* ACTIVITY: Look through the records below, and whenever a line contains "published", copy it.
Top of AVAILABLE RECORDS
// src/pipeline.rs
//! Fetch -> classify -> normalize, one item at a time, in submission order.
//!
//! Per-item classification failures become that item's `"Error"` record; only
//! a failed news fetch aborts a run.

use metrics::counter;
use serde::{Deserialize, Serialize};

use crate::classify::{DynSentimentClient, RawPrediction};
use crate::config::DEFAULT_ANALYSIS_LIMIT;
use crate::error::Result;
use crate::news::{fetch_news, NewsItem, NewsSource};
use crate::normalize::{normalize, Normalized};
use crate::telemetry::text_id;

const TITLE_PREFIX_CHARS: usize = 50;

#[derive(Debug, Clone, PartialEq, Serialize, Deserialize)]
pub struct AnalyzedResult {
    pub title: String,
    pub link: Option<String>,
    pub publisher: Option<String>,
    /// Unix seconds.
    pub published: Option<i64>,
    pub sentiment: String,
    pub score: f64,
    #[serde(default, skip_serializing_if = "Option::is_none")]
    pub details: Option<String>,
}

impl AnalyzedResult {
    fn new(item: &NewsItem, n: Normalized) -> Self {
        Self {
            title: item.title.clone(),
            link: item.link.clone(),
            publisher: item.publisher.clone(),
            published: item.published_unix(),
            sentiment: n.label,
            score: n.score,
            details: n.details,
        }
    }

    pub fn is_failure(&self) -> bool {
        self.details.is_some()
    }
}

/// Lifecycle of one run: Idle -> Fetching -> Classifying(i/total)* -> Done.
#[derive(Debug, Clone, Copy, PartialEq, Eq)]
pub enum RunState {
    Idle,
    Fetching,
    Classifying { index: usize, total: usize },
    Done,
}

#[derive(Debug, Clone, PartialEq)]
pub enum Progress {
    Fetching { ticker: String },
    Fetched { found: usize, selected: usize },
    /// `index` is 1-based over the submitted items (skipped items still count).
    Classifying { index: usize, total: usize, title: String },
    ClassifyingBatch { count: usize },
    Done { analyzed: usize },
}

impl Progress {
    pub fn state(&self) -> RunState {
        match self {
            Progress::Fetching { .. } | Progress::Fetched { .. } => RunState::Fetching,
            Progress::Classifying { index, total, .. } => RunState::Classifying {
                index: *index,
                total: *total,
            },
            Progress::ClassifyingBatch { count } => RunState::Classifying {
                index: *count,
                total: *count,
            },
            Progress::Done { .. } => RunState::Done,
        }
    }

    pub fn message(&self) -> String {
        match self {
            Progress::Fetching { ticker } => format!("fetching latest news for {ticker}..."),
            Progress::Fetched { found, selected } => {
                format!("found {found} news items, selecting latest {selected} for analysis")
            }
            Progress::Classifying { index, total, title } => {
                format!("analyzing {index}/{total}: {title}")
            }
            Progress::ClassifyingBatch { count } => format!("analyzing {count} items in one batch"),
            Progress::Done { analyzed } => format!("analysis complete: {analyzed} results"),
        }
    }
}

/// Synchronous progress sink; runs on the pipeline task.
pub type ProgressFn<'a> = &'a mut (dyn FnMut(&Progress) + Send);

fn emit(progress: &mut Option<ProgressFn<'_>>, ev: Progress) {
    if let Some(f) = progress {
        f(&ev);
    }
}

pub fn title_prefix(title: &str) -> String {
    let mut chars = title.chars();
    let head: String = chars.by_ref().take(TITLE_PREFIX_CHARS).collect();
    if chars.next().is_some() {
        format!("{head}...")
    } else {
        head
    }
}

/// Stateless per call; cheap to clone into handlers.
#[derive(Clone)]
pub struct AnalysisPipeline {
    client: DynSentimentClient,
    limit: usize,
}

impl AnalysisPipeline {
    pub fn new(client: DynSentimentClient) -> Self {
        Self {
            client,
            limit: DEFAULT_ANALYSIS_LIMIT,
        }
    }

    /// How many fetched items `run_ticker` sends to analysis.
    pub fn with_limit(mut self, limit: usize) -> Self {
        self.limit = limit.max(1);
        self
    }

    pub fn limit(&self) -> usize {
        self.limit
    }

    pub fn client(&self) -> &DynSentimentClient {
        &self.client
    }

    /// Fetch news for `ticker`, keep the first `limit` items, analyze them.
    #[tracing::instrument(
        name = "run_ticker",
        skip_all,
        fields(ticker = %ticker.trim(), source = source.name(), limit = self.limit)
    )]
    pub async fn run_ticker(
        &self,
        source: &dyn NewsSource,
        ticker: &str,
        mut progress: Option<ProgressFn<'_>>,
    ) -> Result<Vec<AnalyzedResult>> {
        emit(
            &mut progress,
            Progress::Fetching {
                ticker: ticker.trim().to_ascii_uppercase(),
            },
        );
        let items = match fetch_news(source, ticker).await {
            Ok(items) => items,
            Err(e) => {
                emit(&mut progress, Progress::Done { analyzed: 0 });
                return Err(e);
            }
        };

        let found = items.len();
        let selected: Vec<NewsItem> = items.into_iter().take(self.limit).collect();
        emit(
            &mut progress,
            Progress::Fetched {
                found,
                selected: selected.len(),
            },
        );

        Ok(self.analyze(&selected, progress).await)
    }

    /// One classify call per titled item; output order follows `items`.
    pub async fn analyze(
        &self,
        items: &[NewsItem],
        mut progress: Option<ProgressFn<'_>>,
    ) -> Vec<AnalyzedResult> {
        let total = items.len();
        let mut out = Vec::with_capacity(total);

        for (i, item) in items.iter().enumerate() {
            if item.title.trim().is_empty() {
                continue;
            }
            emit(
                &mut progress,
                Progress::Classifying {
                    index: i + 1,
                    total,
                    title: title_prefix(&item.title),
                },
            );

            let normalized = match self.client.classify(&item.title).await {
                Ok(raw) => normalize(&raw),
                Err(e) => {
                    tracing::warn!(
                        target: "pipeline",
                        id = %text_id(&item.title),
                        kind = e.kind(),
                        error = %e,
                        "classification failed; recording error result"
                    );
                    Normalized::error(e.to_string())
                }
            };
            out.push(self.record(item, normalized));
        }

        emit(&mut progress, Progress::Done { analyzed: out.len() });
        out
    }

    /// Single `classify_batch` call over all titled items. Any batch error
    /// falls back to `analyze`, so the output invariants are the same.
    pub async fn analyze_batched(
        &self,
        items: &[NewsItem],
        mut progress: Option<ProgressFn<'_>>,
    ) -> Vec<AnalyzedResult> {
        let titled: Vec<&NewsItem> = items.iter().filter(|i| !i.title.trim().is_empty()).collect();
        if titled.is_empty() {
            emit(&mut progress, Progress::Done { analyzed: 0 });
            return Vec::new();
        }

        emit(
            &mut progress,
            Progress::ClassifyingBatch {
                count: titled.len(),
            },
        );
        let texts: Vec<String> = titled.iter().map(|i| i.title.clone()).collect();
        match self.client.classify_batch(&texts).await {
            Ok(preds) if preds.len() == titled.len() => {
                let out: Vec<AnalyzedResult> = titled
                    .iter()
                    .zip(preds.iter())
                    .map(|(item, raw)| self.record(item, normalize(raw)))
                    .collect();
                emit(&mut progress, Progress::Done { analyzed: out.len() });
                out
            }
            Ok(preds) => {
                tracing::warn!(
                    target: "pipeline",
                    expected = titled.len(),
                    got = preds.len(),
                    "batch length mismatch; falling back to per-item classification"
                );
                self.analyze(items, progress).await
            }
            Err(e) => {
                tracing::warn!(
                    target: "pipeline",
                    error = %e,
                    "batch classification failed; falling back to per-item classification"
                );
                self.analyze(items, progress).await
            }
        }
    }

    /// Raw predictions for the titled items, in order. A failing item gets
    /// an `{"error": ...}` payload instead of aborting the others.
    pub async fn raw_predictions<'a>(
        &self,
        items: &'a [NewsItem],
    ) -> Vec<(&'a NewsItem, RawPrediction)> {
        let titled: Vec<&NewsItem> = items.iter().filter(|i| !i.title.trim().is_empty()).collect();
        if titled.is_empty() {
            return Vec::new();
        }

        let texts: Vec<String> = titled.iter().map(|i| i.title.clone()).collect();
        match self.client.classify_batch(&texts).await {
            Ok(preds) if preds.len() == titled.len() => titled.into_iter().zip(preds).collect(),
            outcome => {
                if let Err(e) = &outcome {
                    tracing::warn!(target: "pipeline", error = %e, "batch failed; classifying items one by one");
                }
                let mut out = Vec::with_capacity(titled.len());
                for item in titled {
                    let raw = match self.client.classify(&item.title).await {
                        Ok(raw) => raw,
                        Err(e) => RawPrediction::error(e.to_string()),
                    };
                    out.push((item, raw));
                }
                out
            }
        }
    }

    fn record(&self, item: &NewsItem, normalized: Normalized) -> AnalyzedResult {
        let outcome = if normalized.is_failure() { "failed" } else { "labeled" };
        counter!("pipeline_items_total", "outcome" => outcome).increment(1);
        tracing::debug!(
            target: "pipeline",
            id = %text_id(&item.title),
            label = %normalized.label,
            score = normalized.score,
            "item analyzed"
        );
        AnalyzedResult::new(item, normalized)
    }
}

#[cfg(test)]
mod tests {
    use super::*;

    #[test]
    fn title_prefix_truncates_long_titles() {
        assert_eq!(title_prefix("short"), "short");
        let long = "x".repeat(60);
        let p = title_prefix(&long);
        assert_eq!(p, format!("{}...", "x".repeat(50)));
        assert_eq!(title_prefix(&"y".repeat(50)), "y".repeat(50));
    }

    #[test]
    fn progress_messages_and_states() {
        let ev = Progress::Classifying {
            index: 2,
            total: 5,
            title: "Apple".into(),
        };
        assert_eq!(ev.message(), "analyzing 2/5: Apple");
        assert_eq!(ev.state(), RunState::Classifying { index: 2, total: 5 });
        assert_eq!(Progress::Done { analyzed: 3 }.state(), RunState::Done);
        assert_eq!(
            Progress::Fetching {
                ticker: "AAPL".into()
            }
            .state(),
            RunState::Fetching
        );
    }
}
Bottom of AVAILABLE RECORDS
* ANSWER TO THIS TASK:
    pub published: Option<i64>,
            published: item.published_unix(),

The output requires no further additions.